Sunny with a Chance of Gigawatts

The recently posted 2010 predictions for solar market was a stimulus for reflections on local business opportunities. Being Italian, it comes natural to contribute to this blog with a discussion about the solar photovoltaic (PV) market in Italy and the innovation potential.

Italy's goal is to have 3 gigawatts (GW) of PV by 2016. Today, Italy has 0.3 - 0.6 GW of solar PV installed (although statistics on installed capacity vary widely). According to Enel SpA, the cumulative PV capacity in Italy is 0.4 gigawatts peak (GWp), split 17% ground-connected (grid), 60% commercial rooftop and 23% residential rooftop.

Financial analysts see the market growing to 0.6 - 1 GW in 2010. If the 1 GW in 2010 scenario comes true, then Italy will need to grow the PV installed capacity by 20% a year to reach the 2016 goal.
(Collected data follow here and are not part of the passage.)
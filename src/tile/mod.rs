//! Tile data model
//!
//! Tiles are small immutable values interned in a map's palette and referenced
//! by index from the cell grid; nothing owns a tile beyond the palette.

mod resolve;

/// Side length of a tile cell in world units, constant across the system
pub const TILE_SIZE: f32 = 16.0;

/// Closed enumeration of tile collision shapes
///
/// The diagonal suffix names the corner holding the wall triangle's right
/// angle; the wall fills the half of the tile on that corner's side of the
/// diagonal. Rails are named for the edge they guard.
#[derive(Clone, Copy, Debug, PartialEq, Eq, Hash)]
pub enum TileShape {
    SolidWall,
    SolidFloor,
    /// Hole collision is unimplemented content; resolving against it is fatal
    SolidHole,
    DiagFloorWallNw,
    DiagFloorWallNe,
    DiagFloorWallSe,
    DiagFloorWallSw,
    RailNorth,
    RailEast,
    RailSouth,
    RailWest,
}

/// Coarse obstruction level used to exclude tiles before precise geometry
///
/// Ordered so that `Wall` is the strongest presence: a query for "at least
/// wall" excludes floors, holes and rails.
#[derive(Clone, Copy, Debug, PartialEq, Eq, PartialOrd, Ord, Hash)]
pub enum PhysicalPresence {
    Rail,
    Hole,
    Floor,
    Wall,
}

/// Movement-speed / footstep-audio modifier; not interpreted by this core
#[derive(Clone, Copy, Debug, Default, PartialEq, Eq, Hash)]
pub enum SurfaceType {
    #[default]
    Normal,
    Water,
    Ice,
}

/// Opaque handle to a tile's visual content; rendering is out of scope here
#[derive(Clone, Copy, Debug, Default, PartialEq, Eq, Hash)]
pub struct GraphicId(pub u32);

/// One tile of level geometry: shape, surface and visual handle
#[derive(Clone, Copy, Debug, PartialEq, Eq, Hash)]
pub struct Tile {
    pub shape: TileShape,
    pub surface: SurfaceType,
    pub graphic: GraphicId,
}

impl Tile {
    pub fn new(shape: TileShape, surface: SurfaceType, graphic: GraphicId) -> Self {
        Self { shape, surface, graphic }
    }

    /// Tile with the given shape and default surface/graphic
    pub fn from_shape(shape: TileShape) -> Self {
        Self::new(shape, SurfaceType::Normal, GraphicId::default())
    }

    /// The fixed shape-to-presence table
    pub fn presence(&self) -> PhysicalPresence {
        match self.shape {
            TileShape::SolidWall
            | TileShape::DiagFloorWallNw
            | TileShape::DiagFloorWallNe
            | TileShape::DiagFloorWallSe
            | TileShape::DiagFloorWallSw => PhysicalPresence::Wall,
            TileShape::SolidFloor => PhysicalPresence::Floor,
            TileShape::SolidHole => PhysicalPresence::Hole,
            TileShape::RailNorth
            | TileShape::RailEast
            | TileShape::RailSouth
            | TileShape::RailWest => PhysicalPresence::Rail,
        }
    }

    /// Whether this tile's presence satisfies a minimum-presence filter
    pub fn has_min_presence(&self, min_presence: PhysicalPresence) -> bool {
        self.presence() >= min_presence
    }
}
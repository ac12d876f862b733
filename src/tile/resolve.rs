//! Per-shape circle collision resolution
//!
//! `Tile::resolve_circle` removes the penetration of a circular entity against
//! one tile by mutating the entity center in place, and reports the compass
//! direction the tile pushed from as a `HitSet` bit. The movement resolver ORs
//! these bits across every tile touched in a tick before applying its
//! stop/slide policy.

use std::f32::consts::FRAC_1_SQRT_2;

use crate::core::types::Vec2;
use crate::math::{circle_vs_point, circle_vs_square};
use crate::movement::{Direction, HitSet};

use super::{Tile, TileShape, TILE_SIZE};

/// How far a rail drags the entity back toward its threshold per resolution
const RAIL_STEP: f32 = 3.0;

/// Corner of the tile holding a diagonal wall's right angle
#[derive(Clone, Copy)]
enum DiagCorner {
    Nw,
    Ne,
    Se,
    Sw,
}

impl Tile {
    /// Resolve a circular entity against this tile.
    ///
    /// `tile_origin` is the world position of the tile's top-left corner.
    /// The entity center is corrected in place; the returned set holds the
    /// direction the tile is constraining motion from (empty when the tile
    /// did not push, and always empty for rails, whose grip is advisory
    /// rather than blocking).
    ///
    /// # Panics
    ///
    /// Panics on `SolidHole`: its collision behavior is unimplemented content
    /// and silently skipping it would produce wrong movement that is much
    /// harder to debug than a crash.
    pub fn resolve_circle(&self, tile_origin: Vec2, center: &mut Vec2, radius: f32) -> HitSet {
        let before = *center;
        match self.shape {
            TileShape::SolidWall => resolve_square(tile_origin, center, radius),
            TileShape::SolidFloor => {}
            TileShape::SolidHole => {
                log::error!("content references SolidHole collision at {tile_origin:?}");
                panic!("SolidHole collision is not implemented");
            }
            TileShape::DiagFloorWallNw => {
                resolve_diagonal(DiagCorner::Nw, tile_origin, center, radius);
            }
            TileShape::DiagFloorWallNe => {
                resolve_diagonal(DiagCorner::Ne, tile_origin, center, radius);
            }
            TileShape::DiagFloorWallSe => {
                resolve_diagonal(DiagCorner::Se, tile_origin, center, radius);
            }
            TileShape::DiagFloorWallSw => {
                resolve_diagonal(DiagCorner::Sw, tile_origin, center, radius);
            }
            TileShape::RailEast => {
                // Grip band just inside the east edge; pull back west, never
                // past the threshold.
                if tile_origin.y < center.y && center.y < tile_origin.y + TILE_SIZE {
                    let east_edge = tile_origin.x + TILE_SIZE;
                    let threshold = east_edge - radius;
                    if threshold < center.x && center.x < east_edge {
                        center.x = (center.x - RAIL_STEP).max(threshold);
                    }
                }
                return HitSet::EMPTY;
            }
            TileShape::RailWest => {
                if tile_origin.y < center.y && center.y < tile_origin.y + TILE_SIZE {
                    let threshold = tile_origin.x + radius;
                    if tile_origin.x < center.x && center.x < threshold {
                        center.x = (center.x + RAIL_STEP).min(threshold);
                    }
                }
                return HitSet::EMPTY;
            }
            TileShape::RailNorth => {
                if tile_origin.x < center.x && center.x < tile_origin.x + TILE_SIZE {
                    let threshold = tile_origin.y + radius;
                    if tile_origin.y < center.y && center.y < threshold {
                        center.y = (center.y + RAIL_STEP).min(threshold);
                    }
                }
                return HitSet::EMPTY;
            }
            TileShape::RailSouth => {
                if tile_origin.x < center.x && center.x < tile_origin.x + TILE_SIZE {
                    let south_edge = tile_origin.y + TILE_SIZE;
                    let threshold = south_edge - radius;
                    if threshold < center.y && center.y < south_edge {
                        center.y = (center.y - RAIL_STEP).max(threshold);
                    }
                }
                return HitSet::EMPTY;
            }
        }

        match Direction::from_push(*center - before) {
            Some(direction) => HitSet::of(direction),
            None => HitSet::EMPTY,
        }
    }
}

/// Resolve against the whole tile as a solid square
fn resolve_square(tile_origin: Vec2, center: &mut Vec2, radius: f32) {
    let half = TILE_SIZE * 0.5;
    let push = circle_vs_square(tile_origin + Vec2::splat(half), half, *center, radius);
    *center += push;
}

/// Resolve against a diagonal floor/wall tile.
///
/// `t` is the rectilinear distance of the entity center past the wall's
/// right-angle corner, measured toward the floor half. Within `TILE_SIZE` the
/// diagonal cannot be the nearest feature and the tile acts as a full square.
/// Past it, two signed thresholds (the non-hypotenuse edges extended across
/// the diagonal) split the floor half into the two acute-corner zones and the
/// band directly over the hypotenuse, which gets a perpendicular push split
/// evenly between the axes. That split is what makes sliding along a diagonal
/// wall smooth instead of snapping.
fn resolve_diagonal(corner: DiagCorner, tile_origin: Vec2, center: &mut Vec2, radius: f32) {
    let s = TILE_SIZE;
    let p = *center - tile_origin;

    let (t, ta, tb, corner_a, corner_b, out) = match corner {
        DiagCorner::Nw => (
            p.x + p.y,
            -(p.x - s) + p.y,
            -p.x + (p.y - s),
            Vec2::new(s, 0.0),
            Vec2::new(0.0, s),
            Vec2::new(1.0, 1.0),
        ),
        DiagCorner::Ne => (
            -(p.x - s) + p.y,
            p.x + p.y,
            (p.x - s) + (p.y - s),
            Vec2::new(0.0, 0.0),
            Vec2::new(s, s),
            Vec2::new(-1.0, 1.0),
        ),
        DiagCorner::Se => (
            -(p.x - s) - (p.y - s),
            -(p.x - s) + p.y,
            -p.x + (p.y - s),
            Vec2::new(s, 0.0),
            Vec2::new(0.0, s),
            Vec2::new(-1.0, -1.0),
        ),
        DiagCorner::Sw => (
            p.x - (p.y - s),
            p.x + p.y,
            (p.x - s) + (p.y - s),
            Vec2::new(0.0, 0.0),
            Vec2::new(s, s),
            Vec2::new(1.0, -1.0),
        ),
    };

    if t <= s {
        resolve_square(tile_origin, center, radius);
        return;
    }

    match (ta > 0.0) as u8 + (tb > 0.0) as u8 {
        0 => circle_vs_point(tile_origin + corner_a, center, radius),
        2 => circle_vs_point(tile_origin + corner_b, center, radius),
        _ => {
            // Rectilinear reach of the circle across the diagonal.
            let reach = radius / FRAC_1_SQRT_2;
            let overlap = reach - (t - s);
            if overlap > 0.0 {
                *center += out * (overlap * 0.5);
            }
        }
    }
}

#[cfg(test)]
mod tests {
    use super::*;

    fn tile(shape: TileShape) -> Tile {
        Tile::from_shape(shape)
    }

    #[test]
    fn test_floor_never_blocks() {
        let mut center = Vec2::new(8.0, 8.0);
        let hits = tile(TileShape::SolidFloor).resolve_circle(Vec2::ZERO, &mut center, 6.0);
        assert_eq!(center, Vec2::new(8.0, 8.0));
        assert!(hits.is_empty());
    }

    #[test]
    #[should_panic(expected = "SolidHole")]
    fn test_hole_is_fatal() {
        let mut center = Vec2::new(8.0, 8.0);
        tile(TileShape::SolidHole).resolve_circle(Vec2::ZERO, &mut center, 6.0);
    }

    #[test]
    fn test_wall_pushes_and_reports_push_direction() {
        // Overlapping the tile's north face from above: push is northward.
        let mut center = Vec2::new(8.0, -4.0);
        let hits = tile(TileShape::SolidWall).resolve_circle(Vec2::ZERO, &mut center, 6.0);
        assert_eq!(center, Vec2::new(8.0, -6.0));
        assert!(hits.contains(Direction::North));
        assert_eq!(hits.len(), 1);
    }

    #[test]
    fn test_wall_clear_is_noop() {
        let mut center = Vec2::new(8.0, -15.0);
        let hits = tile(TileShape::SolidWall).resolve_circle(Vec2::ZERO, &mut center, 6.0);
        assert_eq!(center, Vec2::new(8.0, -15.0));
        assert!(hits.is_empty());
    }

    #[test]
    fn test_diagonal_nw_hypotenuse_band() {
        // Center over the middle of the diagonal, past the bar.
        let mut center = Vec2::new(10.0, 10.0);
        let hits = tile(TileShape::DiagFloorWallNw).resolve_circle(Vec2::ZERO, &mut center, 6.0);
        let expect = 10.0 + (6.0 / FRAC_1_SQRT_2 - 4.0) * 0.5;
        assert!((center.x - expect).abs() < 1e-4);
        assert!((center.y - expect).abs() < 1e-4);
        assert!(hits.contains(Direction::SouthEast));
    }

    #[test]
    fn test_diagonal_nw_inside_bar_acts_as_square() {
        let mut center = Vec2::new(4.0, 4.0);
        let hits = tile(TileShape::DiagFloorWallNw).resolve_circle(Vec2::ZERO, &mut center, 2.0);
        assert_eq!(center, Vec2::new(-2.0, 4.0));
        assert!(hits.contains(Direction::West));
    }

    #[test]
    fn test_diagonal_nw_acute_corner_zone() {
        // Off the end of the hypotenuse: resolves against the (16, 0) corner.
        let mut center = Vec2::new(18.0, -1.0);
        let hits = tile(TileShape::DiagFloorWallNw).resolve_circle(Vec2::ZERO, &mut center, 6.0);
        assert!((center.distance(Vec2::new(16.0, 0.0)) - 6.0).abs() < 1e-4);
        assert_eq!(hits.len(), 1);
    }

    #[test]
    fn test_diagonal_nw_clear_is_noop() {
        let mut center = Vec2::new(20.0, 20.0);
        let hits = tile(TileShape::DiagFloorWallNw).resolve_circle(Vec2::ZERO, &mut center, 6.0);
        assert_eq!(center, Vec2::new(20.0, 20.0));
        assert!(hits.is_empty());
    }

    #[test]
    fn test_diagonal_continuous_across_bar_boundary() {
        // Two shallow-contact positions straddling t == TILE_SIZE near the
        // acute corner must resolve to nearly the same place: the square
        // branch and the corner zone share the (16, 0) corner as the contact
        // feature.
        let mut a = Vec2::new(19.9, -4.0);
        tile(TileShape::DiagFloorWallNw).resolve_circle(Vec2::ZERO, &mut a, 6.0);
        let mut b = Vec2::new(20.1, -4.0);
        tile(TileShape::DiagFloorWallNw).resolve_circle(Vec2::ZERO, &mut b, 6.0);
        assert!(a != Vec2::new(19.9, -4.0), "branch A should make contact");
        assert!(b != Vec2::new(20.1, -4.0), "branch B should make contact");
        assert!(a.distance(b) < 0.5);
    }

    #[test]
    fn test_diagonal_other_orientations_push_outward() {
        let mut center = Vec2::new(6.0, 10.0);
        let hits = tile(TileShape::DiagFloorWallNe).resolve_circle(Vec2::ZERO, &mut center, 6.0);
        assert!(center.x < 6.0 && center.y > 10.0);
        assert!(hits.contains(Direction::SouthWest));

        let mut center = Vec2::new(6.0, 6.0);
        let hits = tile(TileShape::DiagFloorWallSe).resolve_circle(Vec2::ZERO, &mut center, 6.0);
        assert!(center.x < 6.0 && center.y < 6.0);
        assert!(hits.contains(Direction::NorthWest));

        let mut center = Vec2::new(10.0, 6.0);
        let hits = tile(TileShape::DiagFloorWallSw).resolve_circle(Vec2::ZERO, &mut center, 6.0);
        assert!(center.x > 10.0 && center.y < 6.0);
        assert!(hits.contains(Direction::NorthEast));
    }

    #[test]
    fn test_rail_east_grips_inside_band() {
        // Within the grip band: dragged back toward the threshold, no bits.
        let mut center = Vec2::new(13.0, 8.0);
        let hits = tile(TileShape::RailEast).resolve_circle(Vec2::ZERO, &mut center, 5.0);
        assert_eq!(center, Vec2::new(11.0, 8.0));
        assert!(hits.is_empty());
    }

    #[test]
    fn test_rail_east_never_crosses_threshold() {
        // Repeated small eastward steps from the threshold never get past it.
        let rail = tile(TileShape::RailEast);
        let mut center = Vec2::new(11.0, 8.0);
        for _ in 0..10 {
            center.x += 1.5;
            rail.resolve_circle(Vec2::ZERO, &mut center, 5.0);
            assert!(center.x <= 11.0);
        }
    }

    #[test]
    fn test_rail_east_ignores_entity_outside_span() {
        // Vertically outside the tile: unaffected regardless of x.
        let mut center = Vec2::new(13.0, 20.0);
        tile(TileShape::RailEast).resolve_circle(Vec2::ZERO, &mut center, 5.0);
        assert_eq!(center, Vec2::new(13.0, 20.0));

        // Inside the span but west of the band: also unaffected.
        let mut center = Vec2::new(10.0, 8.0);
        tile(TileShape::RailEast).resolve_circle(Vec2::ZERO, &mut center, 5.0);
        assert_eq!(center, Vec2::new(10.0, 8.0));
    }

    #[test]
    fn test_rail_west_mirrors_east() {
        let mut center = Vec2::new(3.0, 8.0);
        let hits = tile(TileShape::RailWest).resolve_circle(Vec2::ZERO, &mut center, 5.0);
        assert_eq!(center, Vec2::new(5.0, 8.0));
        assert!(hits.is_empty());
    }

    #[test]
    fn test_rail_north_and_south_use_vertical_axis() {
        let mut center = Vec2::new(8.0, 3.0);
        tile(TileShape::RailNorth).resolve_circle(Vec2::ZERO, &mut center, 5.0);
        assert_eq!(center, Vec2::new(8.0, 5.0));

        let mut center = Vec2::new(8.0, 13.0);
        tile(TileShape::RailSouth).resolve_circle(Vec2::ZERO, &mut center, 5.0);
        assert_eq!(center, Vec2::new(8.0, 11.0));

        // Horizontally outside the span: no effect.
        let mut center = Vec2::new(20.0, 3.0);
        tile(TileShape::RailNorth).resolve_circle(Vec2::ZERO, &mut center, 5.0);
        assert_eq!(center, Vec2::new(20.0, 3.0));
    }
}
GIFI Italia (Gruppo Imprese Fotovoltaiche Italiane) expects 1.3 GWp installed during 2016 alone for an overall cumulative capacity of 7.2 GWp. Is this growth feasible operationally, technologically or financially?

Operationally, the 2016 3 GW goal translates to around 6% of Italy's energy mix, assuming Enel SpA increases its 2008 40.3 GW net efficient capacity by a modest 3% annually. Enel SpA appears to be one of the best equipped utilities in the world to integrate 6% of PV into its grid, having installed their Digital Meter with over 30 million electricity customers. The digital meters may reduce overall electricity consumption by changing consumer behavior or flatten the peak by automatically shutting off energy-hungry devices during peak hours. Also, at the end of 2009 Italy had installed and connected 4.8 GW of wind energy, which is much more difficult to integrate into the grid than PV energy. The grid integration of future PV energy will be similar to other European countries such as Spain, which has 19 GW of wind and more than 3 GW of PV connected to the grid.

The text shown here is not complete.